Two Dimensional Phase Correlation as Neural Network Input for 3D Imaging

by Andrey Filippov

We uploaded an image set with 2D correlation data together with the import Python code for experiments with the neural networks and are now looking for collaboration with those who would love to apply their DL experience to the new kind of input data. More data will follow and we welcome feedback to make this data set more useful.

The application area we are interested in is an extremely long distance 3D scene reconstruction and ranging with the distance to baseline ratio of 1000:1 to 10,000:1 while preserving wide field of view. Earlier post describes aircraft distance and velocity measurements with up to 3,000:1 distance-to-baseline ratio and 60°(H)×45°(V) field of view.

Figure 1. Space-invariant 2D phase correlation data

Data set: source images, 2D correlation tiles, and X3D scene models

The data set contains 2D phase correlation output calculated from the 2592×1936 Bayer mosaic source images captured by the quad stereo camera, and Disparity Space Image (DSI) calculated from a pair of such cameras. Longer baseline provides higher range resolution and this DSI is serving as the ground truth for a single quad camera. The source images as well as all the used software is also provided under the GNU/GPLv3 license. DSI is organized as a 324×242 array – each sample is calculated from the corresponding 16×16 tile. Tiles are overlapping (as shown in Figure 3) with stride 8.

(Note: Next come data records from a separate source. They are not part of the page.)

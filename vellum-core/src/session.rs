//! Session domain types.
//!
//! This module defines:
//! - [`Secret`] - A wrapper for the bearer credential that prevents
//!   accidental logging and zeroes its memory on drop
//! - [`UserProfile`] - The last-known authenticated user profile
//! - [`AuthData`] - The payload returned by login and refresh endpoints

use chrono::{DateTime, Utc};
use serde::{Deserialize, Serialize};
use zeroize::{Zeroize, ZeroizeOnDrop};

use crate::validate::{Issues, Validate, ValidationError};

/// A secret value that prevents accidental exposure in logs.
///
/// The inner value is only accessible via [`expose()`](Secret::expose).
/// Debug and Display implementations show `[REDACTED]`, and the backing
/// memory is zeroed when the value is dropped.
#[derive(Clone, Serialize, Deserialize, Zeroize, ZeroizeOnDrop)]
pub struct Secret(String);

impl Secret {
    /// Create a new secret from a string value.
    pub fn new(value: impl Into<String>) -> Self {
        Self(value.into())
    }

    /// Expose the secret value.
    ///
    /// Use sparingly and never log the result.
    pub fn expose(&self) -> &str {
        &self.0
    }
}

impl std::fmt::Debug for Secret {
    fn fmt(&self, f: &mut std::fmt::Formatter<'_>) -> std::fmt::Result {
        write!(f, "Secret([REDACTED])")
    }
}

impl std::fmt::Display for Secret {
    fn fmt(&self, f: &mut std::fmt::Formatter<'_>) -> std::fmt::Result {
        write!(f, "[REDACTED]")
    }
}

impl PartialEq for Secret {
    fn eq(&self, other: &Self) -> bool {
        self.0 == other.0
    }
}

impl Eq for Secret {}

/// Profile of the authenticated user, persisted alongside the credential.
#[derive(Debug, Clone, PartialEq, Serialize, Deserialize)]
#[serde(rename_all = "camelCase")]
pub struct UserProfile {
    pub id: u64,
    pub short_id: String,
    pub nickname: String,
    pub email: String,
    #[serde(default)]
    pub bio: String,
    #[serde(default)]
    pub avatar: String,
    #[serde(default)]
    pub gender: String,
    pub created_at: DateTime<Utc>,
}

/// Payload of a successful login or refresh.
#[derive(Debug, Clone, Serialize, Deserialize)]
#[serde(rename_all = "camelCase")]
pub struct AuthData {
    /// Updated profile, when the server includes one.
    #[serde(default)]
    pub user: Option<UserProfile>,

    /// The freshly minted bearer credential.
    pub access_token: String,

    /// Lifetime of the credential, in seconds.
    pub expires_in: i64,
}

impl Validate for AuthData {
    fn validate(&self) -> Result<(), ValidationError> {
        let mut issues = Issues::new();
        issues.ensure(!self.access_token.is_empty(), "accessToken must not be empty");
        issues.ensure(self.expires_in > 0, "expiresIn must be positive");
        issues.finish()
    }
}
//! Persisted client-state storage.
//!
//! This module provides:
//! - [`StateStore`] - Trait for persisted client state backends
//! - [`MemoryStore`] - In-memory implementation for testing
//! - [`FileStore`] - Single-file JSON implementation
//! - [`KeyringStore`] - OS keyring implementation (with `keyring-store` feature)
//! - [`create_store`] - Helper to select a backend based on availability
//!
//! # Storage Key Convention
//!
//! Keys follow the pattern: `vellum/{area}/{name}`, e.g.
//! `vellum/session/access_token` or `vellum/draft/data/{session_id}`.

use async_trait::async_trait;
use thiserror::Error;

mod file;
#[cfg(feature = "keyring-store")]
mod keyring;
mod memory;

pub use file::FileStore;
#[cfg(feature = "keyring-store")]
pub use keyring::KeyringStore;
pub use memory::MemoryStore;

/// Error type for state store operations.
#[derive(Debug, Error)]
pub enum StateStoreError {
    /// The storage backend encountered an error.
    #[error("backend error: {message}")]
    BackendError { message: String },

    /// Serialization or deserialization failed.
    #[error("serialization error: {0}")]
    SerializationError(#[from] serde_json::Error),

    /// The keyring backend is not available.
    #[error("keyring not available: {message}")]
    KeyringUnavailable { message: String },
}

/// Abstraction over persisted client-state backends.
///
/// Values are plain strings; callers serialize structured records (user
/// profile, draft blobs) to JSON themselves. Sensitive values should be
/// wrapped in [`crate::session::Secret`] as soon as they are read.
#[async_trait]
pub trait StateStore: Send + Sync {
    /// Retrieve a value by key. `Ok(None)` if the key doesn't exist.
    async fn get(&self, key: &str) -> Result<Option<String>, StateStoreError>;

    /// Store a value at the given key, overwriting any existing value.
    async fn set(&self, key: &str, value: &str) -> Result<(), StateStoreError>;

    /// Delete a key. `Ok(())` even if the key didn't exist.
    async fn delete(&self, key: &str) -> Result<(), StateStoreError>;

    /// List all keys matching a prefix.
    async fn list_keys(&self, prefix: &str) -> Result<Vec<String>, StateStoreError>;

    /// Check if a key exists without retrieving the value.
    async fn exists(&self, key: &str) -> Result<bool, StateStoreError> {
        Ok(self.get(key).await?.is_some())
    }
}

/// Create a state store with automatic backend selection.
///
/// - With `prefer_keyring` and the `keyring-store` feature, tries the OS
///   keyring first and falls back with a warning.
/// - Otherwise opens a [`FileStore`] under the given directory (the default
///   data dir when `None`), falling back to [`MemoryStore`] when the file
///   cannot be opened.
pub fn create_store(
    data_dir: Option<std::path::PathBuf>,
    prefer_keyring: bool,
) -> Box<dyn StateStore> {
    #[cfg(feature = "keyring-store")]
    if prefer_keyring {
        match KeyringStore::try_new("vellum") {
            Ok(store) => {
                tracing::info!("using OS keyring for persisted client state");
                return Box::new(store);
            }
            Err(e) => {
                tracing::warn!("keyring unavailable ({e}), falling back to file store");
            }
        }
    }

    #[cfg(not(feature = "keyring-store"))]
    if prefer_keyring {
        tracing::warn!(
            "keyring storage requested but the keyring-store feature is not enabled, \
             using the file store"
        );
    }

    let dir = data_dir.unwrap_or_else(crate::config::default_data_dir);
    match FileStore::open(dir.join("state.json")) {
        Ok(store) => Box::new(store),
        Err(e) => {
            tracing::warn!(
                "failed to open state file ({e}), falling back to memory store; \
                 state will not persist across restarts"
            );
            Box::new(MemoryStore::new())
        }
    }
}

#[cfg(test)]
mod tests {
    use super::*;

    #[tokio::test]
    async fn test_create_store_file_backend() {
        let dir = tempfile::tempdir().unwrap();
        let store = create_store(Some(dir.path().to_path_buf()), false);

        store.set("vellum/test/key", "value").await.unwrap();
        assert_eq!(
            store.get("vellum/test/key").await.unwrap().as_deref(),
            Some("value")
        );
    }
}
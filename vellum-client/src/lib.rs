//! # Vellum Client
//!
//! Domain stores for the Vellum blog admin console.
//!
//! This crate provides:
//! - The generic cached resource-store pattern and its category, tag, and
//!   album instantiations
//! - The login flow ([`AuthStore`])
//! - Article-image uploads ([`UploadApi`])
//! - Local draft-session bookkeeping ([`DraftSessions`])
//!
//! Everything dispatches through [`vellum_core`]'s request pipeline; every
//! store method resolves to `Result<T, Failure>` so callers never have to
//! distinguish transport, validation, and business failures.

pub mod album;
pub mod auth;
pub mod category;
pub mod draft;
pub mod resource;
pub mod tag;
pub mod upload;

// Re-export commonly used types at crate root
pub use resource::{
    Entity,
    EntityRef,
    EntityStatus,
    ListParams,
    ResourceDomain,
    ResourceStore,
    SortOrder,
};

pub use category::{
    Category,
    CategoryDomain,
    CategoryForm,
    CategorySearchForm,
    CategoryStore,
    CategoryUpdateForm,
};

pub use tag::{Tag, TagDomain, TagForm, TagSearchForm, TagStore, TagUpdateForm};

pub use album::{Album, AlbumDomain, AlbumForm, AlbumSearchForm, AlbumStore, AlbumUpdateForm};

pub use auth::{AuthStore, LoginForm};

pub use upload::{ArticleImage, UploadApi};

pub use draft::{DraftData, DraftError, DraftSessionMeta, DraftSessions};
//! Article-image upload operations.

use serde::{Deserialize, Serialize};
use std::sync::Arc;

use vellum_core::envelope::{ApiEnvelope, Failure};
use vellum_core::pipeline::ApiClient;
use vellum_core::validate::{Issues, Validate, ValidationError, validate_response};

/// Metadata of an uploaded article image.
#[derive(Debug, Clone, PartialEq, Serialize, Deserialize)]
pub struct ArticleImage {
    pub url: String,
}

impl Validate for ArticleImage {
    fn validate(&self) -> Result<(), ValidationError> {
        let mut issues = Issues::new();
        issues.ensure(!self.url.is_empty(), "url must not be empty");
        issues.finish()
    }
}

/// Client for the upload endpoint set.
pub struct UploadApi {
    api: Arc<ApiClient>,
}

impl UploadApi {
    pub fn new(api: Arc<ApiClient>) -> Self {
        Self { api }
    }

    /// Upload an in-article image as a multipart form.
    pub async fn upload_article_image(
        &self,
        file_name: &str,
        mime: &str,
        bytes: Vec<u8>,
    ) -> Result<ArticleImage, Failure> {
        check_file_name(file_name)?;
        if bytes.is_empty() {
            tracing::warn!("refusing to upload an empty file");
            return Err(Failure::new(400, "malformed request parameters"));
        }

        let envelope: ApiEnvelope<ArticleImage> = self
            .api
            .post_multipart("/upload/article/image", "image", file_name, mime, bytes)
            .await
            .map_err(Failure::from)?;
        validate_response(&envelope).map_err(Failure::from)?;
        envelope.into_result()?.ok_or_else(Failure::missing_data)
    }

    /// Delete a previously uploaded article image by file name.
    pub async fn delete_article_image(&self, file_name: &str) -> Result<(), Failure> {
        check_file_name(file_name)?;

        let envelope: ApiEnvelope<()> = self
            .api
            .delete(&format!("/upload/article/image/{file_name}"), None)
            .await
            .map_err(Failure::from)?;
        validate_response(&envelope).map_err(Failure::from)?;
        envelope.into_result()?;
        Ok(())
    }
}

fn check_file_name(file_name: &str) -> Result<(), Failure> {
    // File names come back from the server; still refuse anything that
    // could escape the upload path.
    let ok = !file_name.is_empty() && !file_name.contains('/') && !file_name.contains("..");
    if !ok {
        tracing::warn!(file_name, "rejecting suspicious upload file name");
        return Err(Failure::new(400, "malformed request parameters"));
    }
    Ok(())
}

impl std::fmt::Debug for UploadApi {
    fn fmt(&self, f: &mut std::fmt::Formatter<'_>) -> std::fmt::Result {
        f.debug_struct("UploadApi").finish()
    }
}

#[cfg(test)]
mod tests {
    use super::*;

    #[test]
    fn test_file_name_check() {
        assert!(check_file_name("photo.png").is_ok());
        assert!(check_file_name("").is_err());
        assert!(check_file_name("a/b.png").is_err());
        assert!(check_file_name("..hidden").is_err());
    }
}
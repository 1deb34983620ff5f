//! Single-file JSON state storage implementation.

use async_trait::async_trait;
use parking_lot::Mutex;
use std::collections::BTreeMap;
use std::path::PathBuf;

use super::{StateStore, StateStoreError};

/// State store backed by one JSON object file on disk.
///
/// The whole map is kept in memory and rewritten on every mutation; the
/// volumes involved (a session record, a handful of draft blobs) make that
/// a non-issue. A corrupt file is logged and treated as empty rather than
/// failing initialization.
pub struct FileStore {
    path: PathBuf,
    data: Mutex<BTreeMap<String, String>>,
}

impl FileStore {
    /// Open a file store at the given path, creating parent directories.
    pub fn open(path: impl Into<PathBuf>) -> Result<Self, StateStoreError> {
        let path = path.into();
        if let Some(parent) = path.parent() {
            std::fs::create_dir_all(parent).map_err(|e| StateStoreError::BackendError {
                message: format!("failed to create state directory {parent:?}: {e}"),
            })?;
        }

        let data = match std::fs::read_to_string(&path) {
            Ok(contents) => match serde_json::from_str(&contents) {
                Ok(map) => map,
                Err(e) => {
                    tracing::warn!(path = %path.display(), "state file is corrupt ({e}), starting empty");
                    BTreeMap::new()
                }
            },
            Err(e) if e.kind() == std::io::ErrorKind::NotFound => BTreeMap::new(),
            Err(e) => {
                return Err(StateStoreError::BackendError {
                    message: format!("failed to read state file {path:?}: {e}"),
                });
            }
        };

        Ok(Self {
            path,
            data: Mutex::new(data),
        })
    }

    fn flush(&self, data: &BTreeMap<String, String>) -> Result<(), StateStoreError> {
        let contents = serde_json::to_string_pretty(data)?;
        std::fs::write(&self.path, contents).map_err(|e| StateStoreError::BackendError {
            message: format!("failed to write state file {:?}: {e}", self.path),
        })
    }
}

impl std::fmt::Debug for FileStore {
    fn fmt(&self, f: &mut std::fmt::Formatter<'_>) -> std::fmt::Result {
        f.debug_struct("FileStore")
            .field("path", &self.path)
            .field("keys_count", &self.data.lock().len())
            .finish()
    }
}

#[async_trait]
impl StateStore for FileStore {
    async fn get(&self, key: &str) -> Result<Option<String>, StateStoreError> {
        Ok(self.data.lock().get(key).cloned())
    }

    async fn set(&self, key: &str, value: &str) -> Result<(), StateStoreError> {
        let mut data = self.data.lock();
        data.insert(key.to_string(), value.to_string());
        self.flush(&data)
    }

    async fn delete(&self, key: &str) -> Result<(), StateStoreError> {
        let mut data = self.data.lock();
        if data.remove(key).is_some() {
            self.flush(&data)?;
        }
        Ok(())
    }

    async fn list_keys(&self, prefix: &str) -> Result<Vec<String>, StateStoreError> {
        Ok(self
            .data
            .lock()
            .keys()
            .filter(|k| k.starts_with(prefix))
            .cloned()
            .collect())
    }
}

#[cfg(test)]
mod tests {
    use super::*;

    #[tokio::test]
    async fn test_file_store_roundtrip() {
        let dir = tempfile::tempdir().unwrap();
        let path = dir.path().join("state.json");

        let store = FileStore::open(&path).unwrap();
        store.set("vellum/session/access_token", "tok").await.unwrap();
        drop(store);

        // A fresh handle reads what the first one wrote.
        let reopened = FileStore::open(&path).unwrap();
        assert_eq!(
            reopened
                .get("vellum/session/access_token")
                .await
                .unwrap()
                .as_deref(),
            Some("tok")
        );
    }

    #[tokio::test]
    async fn test_file_store_delete_persists() {
        let dir = tempfile::tempdir().unwrap();
        let path = dir.path().join("state.json");

        let store = FileStore::open(&path).unwrap();
        store.set("key", "value").await.unwrap();
        store.delete("key").await.unwrap();

        let reopened = FileStore::open(&path).unwrap();
        assert!(reopened.get("key").await.unwrap().is_none());
    }

    #[tokio::test]
    async fn test_file_store_corrupt_file_starts_empty() {
        let dir = tempfile::tempdir().unwrap();
        let path = dir.path().join("state.json");
        std::fs::write(&path, "{ not json").unwrap();

        let store = FileStore::open(&path).unwrap();
        assert!(store.get("anything").await.unwrap().is_none());

        // And the store is usable afterwards.
        store.set("key", "value").await.unwrap();
        assert!(store.exists("key").await.unwrap());
    }
}
//! Integration tests for article-image uploads.

use std::sync::Arc;
use vellum_client::UploadApi;
use vellum_core::{ApiClient, ClientConfig, ClientEvents, MemoryStore, SessionManager};
use wiremock::matchers::{method, path};
use wiremock::{Mock, MockServer, ResponseTemplate};

fn upload_api(server: &MockServer) -> UploadApi {
    let config = ClientConfig {
        api_base_url: server.uri(),
        ..ClientConfig::default()
    };
    let session = SessionManager::new(&config, Arc::new(MemoryStore::new()));
    let api = Arc::new(ApiClient::new(config, session, ClientEvents::new()));
    UploadApi::new(api)
}

#[tokio::test]
async fn test_upload_sends_multipart_and_returns_url() {
    let server = MockServer::start().await;
    Mock::given(method("POST"))
        .and(path("/upload/article/image"))
        .respond_with(ResponseTemplate::new(200).set_body_json(serde_json::json!({
            "code": 200,
            "success": true,
            "data": { "url": "/static/uploads/photo.png" }
        })))
        .expect(1)
        .mount(&server)
        .await;

    let uploads = upload_api(&server);
    let image = uploads
        .upload_article_image("photo.png", "image/png", vec![0x89, 0x50, 0x4e, 0x47])
        .await
        .unwrap();

    assert_eq!(image.url, "/static/uploads/photo.png");

    let requests = server.received_requests().await.unwrap();
    let content_type = requests[0]
        .headers
        .get("content-type")
        .and_then(|v| v.to_str().ok())
        .unwrap_or_default();
    assert!(content_type.starts_with("multipart/form-data"));
    assert!(requests[0].body.windows(9).any(|w| w == b"photo.png"));
}

#[tokio::test]
async fn test_empty_file_is_rejected_locally() {
    let server = MockServer::start().await;
    let uploads = upload_api(&server);

    let failure = uploads
        .upload_article_image("photo.png", "image/png", Vec::new())
        .await
        .unwrap_err();
    assert_eq!(failure.code, 400);

    assert!(server.received_requests().await.unwrap().is_empty());
}

#[tokio::test]
async fn test_delete_article_image() {
    let server = MockServer::start().await;
    Mock::given(method("DELETE"))
        .and(path("/upload/article/image/photo.png"))
        .respond_with(ResponseTemplate::new(200).set_body_json(serde_json::json!({
            "code": 200, "success": true, "data": null
        })))
        .expect(1)
        .mount(&server)
        .await;

    let uploads = upload_api(&server);
    uploads.delete_article_image("photo.png").await.unwrap();
}

#[tokio::test]
async fn test_traversal_file_name_never_dispatches() {
    let server = MockServer::start().await;
    let uploads = upload_api(&server);

    let failure = uploads.delete_article_image("../secrets").await.unwrap_err();
    assert_eq!(failure.code, 400);
    assert!(server.received_requests().await.unwrap().is_empty());
}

These data sets are provided together with the fully reconstructed X3D scene models, viewable in the browser (Wavefront OBJ files are also generated). The scene models are different from the raw DSI as the next software stages generate meshes, and that frequently leads to over-simplification of the original DSI (so most fronto parallel objects in the scene provide better range accuracy when probed near the bottom). Each scene is accompanied with the multi-layer TIFF file (*-DSI_COMBO.tiff) that allows to see the difference between the measured DSI and the one used in the rendered X3D model. File format and Python import software is documented in Oleg’s post “Reading quad stereo TIFF image stacks in Python and formatting data for TensorFlow”, the data files are directly viewable with ImageJ.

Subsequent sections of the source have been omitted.